I think I’ll get there eventually. I have to. Every so often I’ll have a moment of language euphoria. I’ll have a successful multi-part interaction with someone in Spanish. I understand what they’re saying and they understand me. It’s magic. But I am also finding that it is exhausting. Some days if I don’t feel right I’ll avoid any interaction at all which might lay bare my failure to understand anything that’s going on. I don’t want to have to rehearse things in my head, or have to repeat that same dreaded phrase: disculpe, no hablo bien Español. That itself is mostly a lie. “I don’t speak good Spanish”. Better to say I don’t speak Spanish at all, because I clearly do not. I am in an awkward interim phase where I have learned enough to know that I know nothing. I look at verb conjugations and my eyes unfocus. The idea of learning to speak this language in a self-directed way, by listening to podcasts and trying to speak to people, now feels utterly impossible, an idiot’s dream. 

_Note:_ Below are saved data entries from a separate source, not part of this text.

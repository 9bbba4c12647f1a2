// SPDX-License-Identifier: Apache-2.0
// © James Ross Ω FLYING•ROBOTS <https://github.com/flyingrobots>

//! Tile coordinates, clipped windows and the tile-to-world scale.
//!
//! Bitmap column `x` maps to world X and bitmap row `y` maps to world Z.
//! World Y is up.

use core::ops::Range;

use maze_geom::math::{Mat4, Vec3};
use maze_geom::Aabb;

use crate::bitmap::WallMap;

/// Signed tile coordinate; the player may stand outside the bitmap.
#[derive(Debug, Clone, Copy, PartialEq, Eq, Hash, Default)]
pub struct Tile {
    /// Column.
    pub x: i32,
    /// Row.
    pub y: i32,
}

impl Tile {
    /// Creates a tile coordinate.
    pub const fn new(x: i32, y: i32) -> Self {
        Self { x, y }
    }
}

/// Half-size of a decomposition window, in tiles.
#[derive(Debug, Clone, Copy, PartialEq, Eq)]
pub struct Radius {
    /// Columns either side of the focus tile.
    pub x: u32,
    /// Rows either side of the focus tile.
    pub y: u32,
}

impl Radius {
    /// Creates a radius.
    pub const fn new(x: u32, y: u32) -> Self {
        Self { x, y }
    }
}

/// Half-open tile rectangle clipped to bitmap bounds.
#[derive(Debug, Clone, Copy, PartialEq, Eq)]
pub struct TileWindow {
    x0: u32,
    y0: u32,
    x1: u32,
    y1: u32,
}

impl TileWindow {
    /// `[c - r, c + r]` on each axis, clipped to the bitmap.
    pub fn around<M: WallMap + ?Sized>(center: Tile, radius: Radius, map: &M) -> Self {
        let (x0, x1) = clip_axis(center.x, radius.x, map.width());
        let (y0, y1) = clip_axis(center.y, radius.y, map.height());
        Self { x0, y0, x1, y1 }
    }

    /// The whole bitmap.
    pub fn full<M: WallMap + ?Sized>(map: &M) -> Self {
        Self {
            x0: 0,
            y0: 0,
            x1: map.width(),
            y1: map.height(),
        }
    }

    /// Column span.
    pub fn columns(&self) -> Range<u32> {
        self.x0..self.x1
    }

    /// Row span.
    pub fn rows(&self) -> Range<u32> {
        self.y0..self.y1
    }

    /// Columns covered.
    pub fn width(&self) -> u32 {
        self.x1 - self.x0
    }

    /// Rows covered.
    pub fn height(&self) -> u32 {
        self.y1 - self.y0
    }

    /// `true` when the window covers no tiles.
    pub fn is_empty(&self) -> bool {
        self.width() == 0 || self.height() == 0
    }

    /// `true` when `tile` lies inside the window.
    pub fn contains(&self, tile: Tile) -> bool {
        i64::from(tile.x) >= i64::from(self.x0)
            && i64::from(tile.x) < i64::from(self.x1)
            && i64::from(tile.y) >= i64::from(self.y0)
            && i64::from(tile.y) < i64::from(self.y1)
    }
}

fn clip_axis(center: i32, radius: u32, size: u32) -> (u32, u32) {
    let size = i64::from(size);
    let lo = (i64::from(center) - i64::from(radius)).clamp(0, size);
    let hi = (i64::from(center) + i64::from(radius) + 1).clamp(0, size);
    // Both ends are clamped into 0..=size, so the casts are lossless.
    (lo as u32, hi as u32)
}

/// World size of one bitmap tile.
#[derive(Debug, Clone, Copy, PartialEq)]
pub struct GridScale {
    /// Metres per pixel along X and Z.
    pub cell: f32,
    /// Wall height in metres.
    pub wall_height: f32,
}

impl Default for GridScale {
    fn default() -> Self {
        Self {
            cell: 0.5,
            wall_height: 2.0,
        }
    }
}

impl GridScale {
    /// Model matrix taking tile-space boxes (1 unit per tile, 1 unit tall)
    /// into world space.
    pub fn model(&self) -> Mat4 {
        Mat4::scale(self.cell, self.wall_height, self.cell)
    }

    /// World-space box for a `w x d` tile rectangle whose top-left tile is
    /// `(x, y)`.
    pub fn tile_box(&self, x: u32, y: u32, w: u32, d: u32) -> Aabb {
        Aabb::from_origin_dimensions(
            Vec3::new(x as f32, 0.0, y as f32),
            Vec3::new(w as f32, 1.0, d as f32),
        )
        .transformed(&self.model())
    }

    /// Tile under a world position.
    pub fn tile_of(&self, p: Vec3) -> Tile {
        Tile::new(
            (p.x() / self.cell).floor() as i32,
            (p.z() / self.cell).floor() as i32,
        )
    }

    /// World-space centre of `tile` at floor level.
    pub fn tile_center(&self, tile: Tile) -> Vec3 {
        Vec3::new(
            (tile.x as f32 + 0.5) * self.cell,
            0.0,
            (tile.y as f32 + 0.5) * self.cell,
        )
    }
}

There are better ways of doing it, of course. I could pay for a class somewhere. There is also online teaching available, where you have conversations with a friendly bilingual over video call. I simply don’t want to do this. I feel awkward even thinking about it. I want to somehow magically do it all myself, or at least facelessly in a classroom of people. I don’t want to be a big floating head on a video screen. I don’t want to have 1-1 lessons. I can’t explain why I hate the idea of this so much, but I do. 


The biggest problem I am having is not so much knowing the words as understanding the person saying them. My instinct, which I have to overcome with every fibre of my being, is to mentally throw my hands up whenever someone starts speaking to me. I don’t know! I have no idea! I don’t speak Spanish! Even if, were they to slow down, I might be able to grasp it. I’m very good at grasping it when it’s written down. Or when the nice podcast man slowly enunciates it. The second I am plunged into a real life interaction where I don’t already have some idea of what they’re going to say (because they’re not a waiter, or a bus driver) I am immediately overwhelmed and attempt to abandon ship. This relates to what I mentioned above. I don’t want to be a problem. I don’t want them to have to repeat themselves slowly, as if speaking to a simpleton. I don’t want to feel like a simpleton.


Obviously the only solution to all of these issues is to stop being stubborn and awkward and get over whatever various intersecting anxieties are making me act like such a cretin about it. Get the lessons, ask people to speak slowly, gamely attempt to speak to as many Spanish people as possible and let them roll their eyes if they want. You’d think I’d have got the hang of this by now, but you’d be wrong. 


Maybe there will come a moment where it starts to click. I am hoping this will be once I’ve nailed down all the most important verbs and their conjugations. I am, we are, she is, he was. The real building blocks of conversation. My vocabulary for nouns is fairly solid, and half of them are just pan-European Latinate words anyway. Oh, it’s a pharmacía is it? No shit. So I’ll keep grinding away, and hope I’m ready for the next anarchist parade.